Psalm 126;  Isaiah 61:1 – 4, 8 – 11;  I Thessalonians 5:16 – 24;  John 1:6 – 8, 19 – 28

And this is the testimony of John, when the Jews sent priests and Levites from Jerusalem to ask him, ‘Who are you?’ John 1:19

 

Against what constant (or variable) do we measure our intrinsic value for ourselves, as well as among peers, and is that constant (or variable) immutable or flexible, reliant on the whims of the culture or era?  “Who are you?” is, in the vernacular, a loaded question.  Should we respond and, if so, how?

In an era when travelling by airplane is the norm [outside of a pandemic] and we are able in a matter of hours to cross multiple time zones and land in another country, it is difficult to describe to individuals not of my generation what it was like to stand at night on the deck of an ocean liner in the North Atlantic; [to] look out into the vast expanse of the dark waters surrounding that humongous floating hotel, or to look up into the vast expanse of the sky and see more stars than can normally be seen with the naked eye in our cities. [At least, that is,] in the City of St.

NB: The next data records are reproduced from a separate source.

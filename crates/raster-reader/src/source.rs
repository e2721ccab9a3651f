//! In-memory representation of a decoded single-band raster.

use globe_common::{BoundingBox, Resolution};

use crate::error::{RasterError, RasterResult};

/// Band 1 of a georeferenced raster plus its georeferencing.
///
/// Samples are row-major with row 0 at the top (north) edge.
#[derive(Debug, Clone)]
pub struct RasterSource {
    /// Identifier the raster was read from (file path or synthetic key)
    pub path: String,
    /// Outer edges of the raster (left, bottom, right, top)
    pub bounds: BoundingBox,
    /// Cell size as positive magnitudes
    pub resolution: Resolution,
    /// Number of columns
    pub width: usize,
    /// Number of rows
    pub height: usize,
    /// Band 1 samples
    pub band: Vec<f32>,
    /// No-data value declared by the file, if any
    pub nodata: Option<f64>,
}

impl RasterSource {
    /// Check that the georeferencing describes a regular grid matching the band.
    pub fn validate(&self) -> RasterResult<()> {
        if self.width == 0 || self.height == 0 {
            return Err(RasterError::MissingBand(format!(
                "{} has an empty band ({}x{})",
                self.path, self.width, self.height
            )));
        }
        if self.band.len() != self.width * self.height {
            return Err(RasterError::MissingBand(format!(
                "{}: band holds {} samples, expected {}x{}",
                self.path,
                self.band.len(),
                self.width,
                self.height
            )));
        }
        if !self.resolution.is_valid() {
            return Err(RasterError::MalformedBounds(format!(
                "{}: resolution ({}, {}) must be finite and positive",
                self.path, self.resolution.dx, self.resolution.dy
            )));
        }
        if !self.bounds.is_well_formed() {
            return Err(RasterError::MalformedBounds(format!(
                "{}: bounds {:?} are inverted or non-finite",
                self.path, self.bounds
            )));
        }
        Ok(())
    }

    /// Sample at (row, col), if in range.
    pub fn sample(&self, row: usize, col: usize) -> Option<f32> {
        if row >= self.height || col >= self.width {
            return None;
        }
        self.band.get(row * self.width + col).copied()
    }
}
//! Globe viewer API service.
//!
//! Serves page layout, render requests for globe scenes, layer and camera
//! controls, static assets, and metrics.

use anyhow::{Context, Result};
use clap::Parser;
use std::{env, net::SocketAddr, path::PathBuf, sync::Arc};
use tracing::{info, Level};
use tracing_subscriber::FmtSubscriber;

use globe_api::config::AppConfig;
use globe_api::display::DisplayStatus;
use globe_api::state::AppState;

#[derive(Parser, Debug)]
#[command(name = "globe-api")]
#[command(about = "Interactive globe viewer API server")]
struct Args {
    /// Listen address
    #[arg(short, long, env = "LISTEN_ADDR", default_value = "0.0.0.0:8080")]
    listen: String,

    /// Log level
    #[arg(long, default_value = "info")]
    log_level: String,

    /// Scene configuration file (YAML)
    #[arg(short, long, env = "GLOBE_CONFIG")]
    config: Option<PathBuf>,

    /// Directory holding rasters, the stylesheet and the info fragment
    #[arg(long, env = "ASSETS_DIR", default_value = "assets")]
    assets_dir: PathBuf,

    /// Number of tokio worker threads (default: number of CPU cores)
    #[arg(long)]
    worker_threads: Option<usize>,
}

fn main() -> Result<()> {
    // Load environment variables from .env file
    dotenvy::dotenv().ok();

    let args = Args::parse();

    let mut runtime_builder = tokio::runtime::Builder::new_multi_thread();
    runtime_builder.enable_all();

    if let Some(threads) = args.worker_threads {
        runtime_builder.worker_threads(threads);
    } else if let Ok(threads_str) = env::var("TOKIO_WORKER_THREADS") {
        if let Ok(threads) = threads_str.parse::<usize>() {
            runtime_builder.worker_threads(threads);
        }
    }

    let runtime = runtime_builder.build()?;
    runtime.block_on(async_main(args))?;
    Ok(())
}

async fn async_main(args: Args) -> Result<()> {
    let level = match args.log_level.to_lowercase().as_str() {
        "trace" => Level::TRACE,
        "debug" => Level::DEBUG,
        "warn" => Level::WARN,
        "error" => Level::ERROR,
        _ => Level::INFO,
    };

    let subscriber = FmtSubscriber::builder()
        .with_max_level(level)
        .json()
        .finish();

    tracing::subscriber::set_global_default(subscriber)?;

    let prometheus_handle = metrics_exporter_prometheus::PrometheusBuilder::new()
        .install_recorder()
        .context("installing Prometheus recorder")?;

    info!("Prometheus metrics exporter initialized");
    info!(assets = %args.assets_dir.display(), "Starting globe viewer API server");

    let config = AppConfig::load(args.config.as_deref())?;
    let display = DisplayStatus::detect();
    let state = Arc::new(AppState::new(config, args.assets_dir.clone(), display));

    let app = globe_api::build_router(state, prometheus_handle);

    let addr: SocketAddr = args.listen.parse()?;
    info!(address = %addr, "Listening");

    let listener = tokio::net::TcpListener::bind(addr).await?;
    axum::serve(listener, app).await?;

    Ok(())
}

Louis where I first came to know the world.

As a student, and later as a professor, on many a crossing en route to Europe, I would stand in awe on deck and plagiarize the psalmist: ‘How wonderful and great are your works, O God.’  And then I would ponder: “And who am I, a boy from the landlocked Midwest, that I should witness your mighty acts?”  No matter the number of crossing that I made—and they were many—I never ceased to be overwhelmed!

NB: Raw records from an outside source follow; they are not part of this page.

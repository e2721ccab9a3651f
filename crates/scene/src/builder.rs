//! Scene construction with process-wide memoization by scene key.

use std::sync::Arc;
use std::time::Instant;

use globe_common::{Color, GlobeError, GlobeResult, GradientConfig, Grid, LineStyle, TextStyle};
use metrics::histogram;
use renderer::graticule::DEFAULT_STEP_DEG;
use renderer::{colormap, Graticule, SurfaceMesh, DATA_RADIUS, OVERLAY_RADIUS};
use serde::{Deserialize, Serialize};
use storage::{CacheStats, ResourceCache};
use tracing::{info, instrument};

use crate::camera::Camera;
use crate::scene::{
    Anchor, Annotation, Layer, LayerKind, Panel, Scene, BASE_LAYER, COASTLINES_LAYER, DATA_LAYER,
    GRATICULE_LAYER,
};

/// Most panels a scene can hold.
pub const MAX_PANELS: usize = 2;

/// Fixed presentation settings applied to every panel.
#[derive(Debug, Clone, PartialEq, Serialize, Deserialize)]
#[serde(default)]
pub struct SceneStyle {
    pub window_size: (u32, u32),
    pub background: Color,
    pub base_texture: String,
    pub graticule: LineStyle,
    pub graticule_step_deg: f64,
    pub coastlines: LineStyle,
    pub coastline_resolution: String,
    pub annotation: TextStyle,
    /// Color scale limits for the data layer
    pub color_range: (f64, f64),
}

impl Default for SceneStyle {
    fn default() -> Self {
        Self {
            window_size: (800, 500),
            background: Color::rgb(0x0e, 0x11, 0x17),
            base_texture: "blue_marble".to_string(),
            graticule: LineStyle::new(Color::rgb(255, 192, 203), 0.4, 1.0),
            graticule_step_deg: DEFAULT_STEP_DEG,
            coastlines: LineStyle::new(Color::WHITE, 1.0, 8.0),
            coastline_resolution: "50m".to_string(),
            annotation: TextStyle {
                color: Color::WHITE,
                font_size: 16,
                shadow: true,
            },
            color_range: colormap::TEMPERATURE_RANGE,
        }
    }
}

/// Builds scenes from grids, at most once per scene key.
pub struct SceneBuilder {
    style: SceneStyle,
    cache: ResourceCache<String, Scene>,
}

impl SceneBuilder {
    pub fn new(style: SceneStyle) -> Self {
        Self {
            style,
            cache: ResourceCache::new("scene"),
        }
    }

    pub fn style(&self) -> &SceneStyle {
        &self.style
    }

    /// Build (or fetch) the scene for `key` with the default color range.
    pub async fn build_scene(
        &self,
        key: &str,
        grids: &[Arc<Grid>],
        labels: &[String],
    ) -> GlobeResult<Arc<Scene>> {
        let (lo, hi) = self.style.color_range;
        self.build_scene_with(key, grids, labels, colormap::coolwarm(lo, hi))
            .await
    }

    /// Build (or fetch) the scene for `key`.
    ///
    /// One panel is built per grid, labeled by the matching entry of
    /// `labels`. Once a key is built, later calls return the same scene and
    /// ignore their arguments.
    #[instrument(skip(self, grids, labels, colormap), fields(panels = grids.len()))]
    pub async fn build_scene_with(
        &self,
        key: &str,
        grids: &[Arc<Grid>],
        labels: &[String],
        colormap: GradientConfig,
    ) -> GlobeResult<Arc<Scene>> {
        let style = self.style.clone();
        let owned_key = key.to_string();
        let grids = grids.to_vec();
        let labels = labels.to_vec();

        self.cache
            .get_or_try_build(key.to_string(), || async move {
                let start = Instant::now();
                let scene = tokio::task::spawn_blocking(move || {
                    compose_scene(&owned_key, &grids, &labels, &style, &colormap)
                })
                .await
                .map_err(|e| GlobeError::InternalError(format!("scene build task failed: {}", e)))??;

                let elapsed = start.elapsed();
                histogram!("globe_scene_build_seconds").record(elapsed.as_secs_f64());
                info!(
                    scene = %scene.key(),
                    panels = scene.panels().len(),
                    elapsed_ms = elapsed.as_millis() as u64,
                    "Scene built"
                );
                Ok(scene)
            })
            .await
    }

    /// Scene keys that have been built.
    pub async fn built_keys(&self) -> Vec<String> {
        self.cache.keys().await
    }

    /// Fetch a built scene without building.
    pub async fn get(&self, key: &str) -> Option<Arc<Scene>> {
        self.cache.get(&key.to_string()).await
    }

    pub async fn cache_stats(&self) -> CacheStats {
        self.cache.stats().await
    }
}

/// Assemble a scene: one panel per grid, all sharing one camera.
pub fn compose_scene(
    key: &str,
    grids: &[Arc<Grid>],
    labels: &[String],
    style: &SceneStyle,
    colormap: &GradientConfig,
) -> GlobeResult<Scene> {
    validate_panels(grids, labels)?;
    colormap
        .validate()
        .map_err(|e| GlobeError::ConfigError(format!("color scale: {}", e)))?;

    let camera = Camera::xz().shared();
    let graticule = Graticule::new(style.graticule_step_deg, OVERLAY_RADIUS);

    let mut scene = Scene::new(key, style.window_size, style.background);
    for (index, (grid, label)) in grids.iter().zip(labels).enumerate() {
        let mut panel = Panel::new(index, camera.clone());

        panel.add_layer(Layer::new(
            BASE_LAYER,
            LayerKind::Base {
                texture: style.base_texture.clone(),
            },
        ));
        panel.add_layer(Layer::new(
            GRATICULE_LAYER,
            LayerKind::Graticule {
                style: style.graticule,
                graticule: graticule.clone(),
            },
        ));
        panel.add_layer(Layer::new(
            COASTLINES_LAYER,
            LayerKind::Coastlines {
                style: style.coastlines,
                resolution: style.coastline_resolution.clone(),
            },
        ));

        let mesh = SurfaceMesh::from_grid(grid, colormap, DATA_RADIUS)?;
        panel.add_layer(Layer::new(
            DATA_LAYER,
            LayerKind::Data {
                grid: grid.clone(),
                mesh,
                colormap: colormap.clone(),
            },
        ));

        panel.add_annotation(Annotation {
            text: label.clone(),
            anchor: Anchor::UpperLeft,
            style: style.annotation,
        });

        scene.push_panel(panel);
    }

    Ok(scene)
}

fn validate_panels(grids: &[Arc<Grid>], labels: &[String]) -> GlobeResult<()> {
    if grids.is_empty() || grids.len() > MAX_PANELS {
        return Err(GlobeError::ConfigError(format!(
            "a scene takes 1 to {} grids, got {}",
            MAX_PANELS,
            grids.len()
        )));
    }
    if labels.len() != grids.len() {
        return Err(GlobeError::ConfigError(format!(
            "{} labels given for {} panels",
            labels.len(),
            grids.len()
        )));
    }

    let expected = grids[0].shape();
    if let Some(other) = grids.iter().map(|g| g.shape()).find(|s| *s != expected) {
        return Err(GlobeError::ShapeMismatch {
            expected,
            actual: other,
        });
    }
    Ok(())
}

#[cfg(test)]
mod tests {
    use super::*;
    use globe_common::MaskedArray;

    fn grid(rows: usize, cols: usize) -> Arc<Grid> {
        let x = (0..cols).map(|c| -120.0 + c as f64).collect();
        let y = (0..rows).map(|r| 50.0 - r as f64).collect();
        let values = MaskedArray::new(rows, cols, vec![1.0; rows * cols], vec![false; rows * cols])
            .unwrap();
        Arc::new(Grid::new(x, y, values, "T").unwrap())
    }

    fn labels(names: &[&str]) -> Vec<String> {
        names.iter().map(|s| s.to_string()).collect()
    }

    #[test]
    fn test_default_style() {
        let style = SceneStyle::default();
        assert_eq!(style.window_size, (800, 500));
        assert_eq!(style.background.to_string(), "#0e1117ff");
        assert_eq!(style.color_range, (-20.0, 20.0));
        assert_eq!(style.coastline_resolution, "50m");
    }

    #[test]
    fn test_single_panel_layers() {
        let scene = compose_scene(
            "one",
            &[grid(3, 3)],
            &labels(&["Only"]),
            &SceneStyle::default(),
            &colormap::temperature(),
        )
        .unwrap();

        assert_eq!(scene.layout(), (1, 1));
        let names: Vec<&str> = scene.panels()[0].layers().iter().map(|l| l.name()).collect();
        assert_eq!(names, vec![BASE_LAYER, GRATICULE_LAYER, COASTLINES_LAYER, DATA_LAYER]);
    }

    #[test]
    fn test_label_count_must_match() {
        let err = compose_scene(
            "k",
            &[grid(3, 3), grid(3, 3)],
            &labels(&["Minimum"]),
            &SceneStyle::default(),
            &colormap::temperature(),
        )
        .unwrap_err();
        assert!(matches!(err, GlobeError::ConfigError(_)));
    }

    #[test]
    fn test_panel_count_limits() {
        let style = SceneStyle::default();
        let cmap = colormap::temperature();
        assert!(compose_scene("k", &[], &[], &style, &cmap).is_err());

        let three = [grid(2, 2), grid(2, 2), grid(2, 2)];
        let err = compose_scene("k", &three, &labels(&["a", "b", "c"]), &style, &cmap).unwrap_err();
        assert!(err.is_configuration_error());
    }

    #[test]
    fn test_invalid_color_range() {
        let err = compose_scene(
            "k",
            &[grid(2, 2)],
            &labels(&["a"]),
            &SceneStyle::default(),
            &colormap::coolwarm(5.0, 5.0),
        )
        .unwrap_err();
        assert!(matches!(err, GlobeError::ConfigError(_)));
    }
}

Travel by ship is a thing of the past and gone especially is the luxury that allowed moments of introspection on the question “who are you?” i.e. “Who am I?”  So, allow me to give you another scenario (again, from my life) that places the question “who are you/who am I” again on the table for contemplation.  Given our geographical latitude in the Northeast, it may not be difficult to imagine gale-like winds and blinding snowstorms.  Such storms were not usual when I lived in New Hampshire.  I remember one wintry night in New Hampshire when a 95-mile-an-hour wind roared like a freight train outside our house, adjacent to the Dartmouth Country Club grounds on Rte. 10 North, also known as Lyme Rd.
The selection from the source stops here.